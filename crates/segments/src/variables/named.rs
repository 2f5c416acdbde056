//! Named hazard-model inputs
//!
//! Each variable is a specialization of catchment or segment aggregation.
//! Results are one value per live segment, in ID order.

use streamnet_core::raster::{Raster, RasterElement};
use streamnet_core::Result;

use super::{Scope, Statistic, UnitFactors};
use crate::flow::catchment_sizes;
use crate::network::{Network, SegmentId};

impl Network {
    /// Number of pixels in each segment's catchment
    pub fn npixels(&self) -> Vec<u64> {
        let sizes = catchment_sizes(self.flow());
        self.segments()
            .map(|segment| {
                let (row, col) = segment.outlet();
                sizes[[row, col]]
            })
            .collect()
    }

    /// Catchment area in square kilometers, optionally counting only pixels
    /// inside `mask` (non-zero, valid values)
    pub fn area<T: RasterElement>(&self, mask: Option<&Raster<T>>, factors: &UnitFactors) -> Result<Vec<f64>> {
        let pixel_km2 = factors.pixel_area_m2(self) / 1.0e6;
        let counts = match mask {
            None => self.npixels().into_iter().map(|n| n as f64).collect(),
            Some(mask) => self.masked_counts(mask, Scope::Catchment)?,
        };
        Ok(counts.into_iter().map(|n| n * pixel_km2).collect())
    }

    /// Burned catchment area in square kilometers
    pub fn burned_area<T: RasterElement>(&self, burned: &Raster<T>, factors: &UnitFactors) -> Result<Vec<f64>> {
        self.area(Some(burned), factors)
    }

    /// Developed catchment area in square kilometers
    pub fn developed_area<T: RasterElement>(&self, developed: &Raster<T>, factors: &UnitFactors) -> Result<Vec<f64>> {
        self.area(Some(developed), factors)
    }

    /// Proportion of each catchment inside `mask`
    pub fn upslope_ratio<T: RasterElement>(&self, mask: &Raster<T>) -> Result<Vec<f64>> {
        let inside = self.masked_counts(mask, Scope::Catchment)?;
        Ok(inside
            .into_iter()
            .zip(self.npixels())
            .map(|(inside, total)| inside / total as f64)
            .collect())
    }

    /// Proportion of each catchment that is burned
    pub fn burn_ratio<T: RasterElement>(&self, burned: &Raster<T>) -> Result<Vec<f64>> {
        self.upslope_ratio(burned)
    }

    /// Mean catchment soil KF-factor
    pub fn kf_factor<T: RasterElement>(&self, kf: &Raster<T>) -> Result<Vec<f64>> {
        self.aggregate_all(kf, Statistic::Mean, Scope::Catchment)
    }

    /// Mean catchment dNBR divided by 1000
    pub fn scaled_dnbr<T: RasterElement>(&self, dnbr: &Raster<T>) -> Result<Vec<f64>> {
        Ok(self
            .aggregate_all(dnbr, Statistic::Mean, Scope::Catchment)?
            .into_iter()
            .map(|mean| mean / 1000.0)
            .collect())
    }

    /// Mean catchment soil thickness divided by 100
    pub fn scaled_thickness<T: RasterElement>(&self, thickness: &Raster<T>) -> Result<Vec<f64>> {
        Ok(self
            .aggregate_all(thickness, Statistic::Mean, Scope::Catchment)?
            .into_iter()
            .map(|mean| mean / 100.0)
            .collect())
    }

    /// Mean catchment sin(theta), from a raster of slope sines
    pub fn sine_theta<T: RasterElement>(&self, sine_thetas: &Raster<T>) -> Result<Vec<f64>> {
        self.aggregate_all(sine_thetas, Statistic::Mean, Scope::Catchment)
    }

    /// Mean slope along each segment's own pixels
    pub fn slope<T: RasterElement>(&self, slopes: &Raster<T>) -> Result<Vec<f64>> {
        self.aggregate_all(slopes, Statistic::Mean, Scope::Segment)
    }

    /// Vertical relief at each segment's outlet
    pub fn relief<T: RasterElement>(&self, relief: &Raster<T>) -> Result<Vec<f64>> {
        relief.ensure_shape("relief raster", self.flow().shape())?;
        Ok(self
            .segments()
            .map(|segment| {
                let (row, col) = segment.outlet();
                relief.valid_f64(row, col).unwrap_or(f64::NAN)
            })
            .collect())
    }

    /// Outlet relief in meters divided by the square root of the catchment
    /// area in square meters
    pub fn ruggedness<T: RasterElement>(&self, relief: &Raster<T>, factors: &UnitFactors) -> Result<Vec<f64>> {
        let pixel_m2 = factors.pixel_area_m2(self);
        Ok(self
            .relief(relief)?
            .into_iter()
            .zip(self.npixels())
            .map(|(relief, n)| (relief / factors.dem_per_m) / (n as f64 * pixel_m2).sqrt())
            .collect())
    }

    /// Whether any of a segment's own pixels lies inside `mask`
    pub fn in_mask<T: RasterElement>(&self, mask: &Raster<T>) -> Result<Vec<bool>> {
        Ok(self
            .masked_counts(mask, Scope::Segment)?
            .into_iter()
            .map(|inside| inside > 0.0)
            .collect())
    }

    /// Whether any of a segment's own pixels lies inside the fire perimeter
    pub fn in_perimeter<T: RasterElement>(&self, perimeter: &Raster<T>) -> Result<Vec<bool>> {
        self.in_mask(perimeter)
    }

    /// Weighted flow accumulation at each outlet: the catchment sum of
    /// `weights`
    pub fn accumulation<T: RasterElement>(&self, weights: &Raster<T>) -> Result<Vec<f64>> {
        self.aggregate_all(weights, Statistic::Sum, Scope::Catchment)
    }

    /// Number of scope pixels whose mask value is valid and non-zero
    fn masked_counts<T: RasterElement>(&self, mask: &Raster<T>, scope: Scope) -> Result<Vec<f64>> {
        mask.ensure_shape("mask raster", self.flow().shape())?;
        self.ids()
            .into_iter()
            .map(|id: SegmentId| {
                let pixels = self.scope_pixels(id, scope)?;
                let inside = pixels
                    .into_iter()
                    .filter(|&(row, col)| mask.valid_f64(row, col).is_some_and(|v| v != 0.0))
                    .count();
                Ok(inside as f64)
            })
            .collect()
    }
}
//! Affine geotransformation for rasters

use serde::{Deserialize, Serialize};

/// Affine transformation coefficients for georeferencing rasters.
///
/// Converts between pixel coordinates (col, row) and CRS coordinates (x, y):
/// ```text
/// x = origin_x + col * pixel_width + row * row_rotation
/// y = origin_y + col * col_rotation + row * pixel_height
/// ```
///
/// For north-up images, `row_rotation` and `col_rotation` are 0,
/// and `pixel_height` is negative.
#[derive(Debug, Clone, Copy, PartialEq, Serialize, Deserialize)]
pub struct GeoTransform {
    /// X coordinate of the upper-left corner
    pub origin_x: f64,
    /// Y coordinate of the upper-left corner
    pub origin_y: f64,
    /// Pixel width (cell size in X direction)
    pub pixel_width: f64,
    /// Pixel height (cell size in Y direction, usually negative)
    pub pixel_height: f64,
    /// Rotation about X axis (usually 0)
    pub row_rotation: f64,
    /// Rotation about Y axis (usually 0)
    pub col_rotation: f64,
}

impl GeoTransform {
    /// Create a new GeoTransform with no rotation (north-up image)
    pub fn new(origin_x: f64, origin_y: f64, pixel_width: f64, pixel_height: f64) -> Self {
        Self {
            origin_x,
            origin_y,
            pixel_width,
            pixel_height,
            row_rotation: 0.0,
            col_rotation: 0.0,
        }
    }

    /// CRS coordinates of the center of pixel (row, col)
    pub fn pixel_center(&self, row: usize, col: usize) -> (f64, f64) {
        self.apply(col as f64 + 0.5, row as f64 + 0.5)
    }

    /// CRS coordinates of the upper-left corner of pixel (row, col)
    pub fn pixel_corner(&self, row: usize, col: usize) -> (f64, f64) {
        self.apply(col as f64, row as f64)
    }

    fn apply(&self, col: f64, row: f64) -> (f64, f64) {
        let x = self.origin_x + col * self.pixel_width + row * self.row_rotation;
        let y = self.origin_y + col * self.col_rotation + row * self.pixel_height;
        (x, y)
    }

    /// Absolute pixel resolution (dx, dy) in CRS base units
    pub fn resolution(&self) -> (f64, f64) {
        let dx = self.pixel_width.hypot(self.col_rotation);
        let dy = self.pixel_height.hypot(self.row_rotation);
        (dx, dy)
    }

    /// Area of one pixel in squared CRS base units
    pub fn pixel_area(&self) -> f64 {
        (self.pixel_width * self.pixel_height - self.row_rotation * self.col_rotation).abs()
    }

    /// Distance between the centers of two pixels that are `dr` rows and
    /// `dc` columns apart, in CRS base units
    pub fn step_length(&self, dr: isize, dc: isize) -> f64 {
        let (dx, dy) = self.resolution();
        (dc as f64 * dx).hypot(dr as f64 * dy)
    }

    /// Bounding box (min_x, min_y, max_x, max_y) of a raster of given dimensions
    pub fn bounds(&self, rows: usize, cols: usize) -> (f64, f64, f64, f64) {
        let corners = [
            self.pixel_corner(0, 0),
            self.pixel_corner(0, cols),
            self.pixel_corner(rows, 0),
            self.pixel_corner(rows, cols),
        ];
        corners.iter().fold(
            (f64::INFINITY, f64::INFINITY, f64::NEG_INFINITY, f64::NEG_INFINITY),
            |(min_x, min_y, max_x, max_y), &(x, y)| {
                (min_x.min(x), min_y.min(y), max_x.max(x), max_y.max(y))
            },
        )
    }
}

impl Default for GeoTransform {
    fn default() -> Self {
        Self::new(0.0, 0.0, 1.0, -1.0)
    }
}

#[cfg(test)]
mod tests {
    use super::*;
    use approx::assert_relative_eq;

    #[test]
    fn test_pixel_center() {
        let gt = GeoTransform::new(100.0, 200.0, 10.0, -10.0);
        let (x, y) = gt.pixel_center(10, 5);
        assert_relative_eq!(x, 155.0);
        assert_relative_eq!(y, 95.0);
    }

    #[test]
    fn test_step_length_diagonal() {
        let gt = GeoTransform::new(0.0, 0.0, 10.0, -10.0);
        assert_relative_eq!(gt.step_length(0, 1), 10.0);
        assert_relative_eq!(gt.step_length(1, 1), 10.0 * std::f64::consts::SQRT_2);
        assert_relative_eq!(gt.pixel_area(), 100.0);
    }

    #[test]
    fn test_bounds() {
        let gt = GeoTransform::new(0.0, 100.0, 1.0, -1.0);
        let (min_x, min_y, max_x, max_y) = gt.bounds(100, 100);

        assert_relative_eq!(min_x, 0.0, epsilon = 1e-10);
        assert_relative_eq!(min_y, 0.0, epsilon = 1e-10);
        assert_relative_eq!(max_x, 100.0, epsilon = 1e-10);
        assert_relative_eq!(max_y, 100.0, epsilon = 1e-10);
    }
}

* * * * *

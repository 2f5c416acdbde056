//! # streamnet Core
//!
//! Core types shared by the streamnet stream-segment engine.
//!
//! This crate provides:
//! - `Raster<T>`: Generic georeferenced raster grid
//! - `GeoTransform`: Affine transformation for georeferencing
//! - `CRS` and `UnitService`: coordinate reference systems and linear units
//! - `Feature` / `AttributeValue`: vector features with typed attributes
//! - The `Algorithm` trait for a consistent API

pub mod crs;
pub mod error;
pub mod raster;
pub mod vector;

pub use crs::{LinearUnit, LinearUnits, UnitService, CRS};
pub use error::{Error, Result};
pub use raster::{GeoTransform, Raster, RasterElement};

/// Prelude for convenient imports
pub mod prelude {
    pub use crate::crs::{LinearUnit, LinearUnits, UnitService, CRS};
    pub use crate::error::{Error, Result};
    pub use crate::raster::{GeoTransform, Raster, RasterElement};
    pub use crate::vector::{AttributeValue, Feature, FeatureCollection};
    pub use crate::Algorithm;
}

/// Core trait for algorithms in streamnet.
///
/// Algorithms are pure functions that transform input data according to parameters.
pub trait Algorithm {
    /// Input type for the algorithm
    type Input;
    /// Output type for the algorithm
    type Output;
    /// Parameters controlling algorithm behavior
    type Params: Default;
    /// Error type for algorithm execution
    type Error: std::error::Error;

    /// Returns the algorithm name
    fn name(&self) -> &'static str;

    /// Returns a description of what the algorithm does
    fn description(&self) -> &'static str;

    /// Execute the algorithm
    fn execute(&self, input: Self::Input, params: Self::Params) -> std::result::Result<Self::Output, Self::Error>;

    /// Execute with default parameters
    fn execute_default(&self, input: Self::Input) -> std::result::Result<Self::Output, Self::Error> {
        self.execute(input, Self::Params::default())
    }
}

* * * * *

All that is wanted is the stretch of lines above from the one containing "filename crates/segments/src/variables/named.rs" through the one containing "None => self.npixels().into_iter().map(|n|", duplicated exactly.

= OUTPUT BELOW =
filename crates/segments/src/variables/named.rs
repository 2f5c416acdbde056
//! Named hazard-model inputs
//!
//! Each variable is a specialization of catchment or segment aggregation.
//! Results are one value per live segment, in ID order.

use streamnet_core::raster::{Raster, RasterElement};
use streamnet_core::Result;

use super::{Scope, Statistic, UnitFactors};
use crate::flow::catchment_sizes;
use crate::network::{Network, SegmentId};

impl Network {
    /// Number of pixels in each segment's catchment
    pub fn npixels(&self) -> Vec<u64> {
        let sizes = catchment_sizes(self.flow());
        self.segments()
            .map(|segment| {
                let (row, col) = segment.outlet();
                sizes[[row, col]]
            })
            .collect()
    }

    /// Catchment area in square kilometers, optionally counting only pixels
    /// inside `mask` (non-zero, valid values)
    pub fn area<T: RasterElement>(&self, mask: Option<&Raster<T>>, factors: &UnitFactors) -> Result<Vec<f64>> {
        let pixel_km2 = factors.pixel_area_m2(self) / 1.0e6;
        let counts = match mask {
            None => self.npixels().into_iter().map(|n| n as f64).collect(),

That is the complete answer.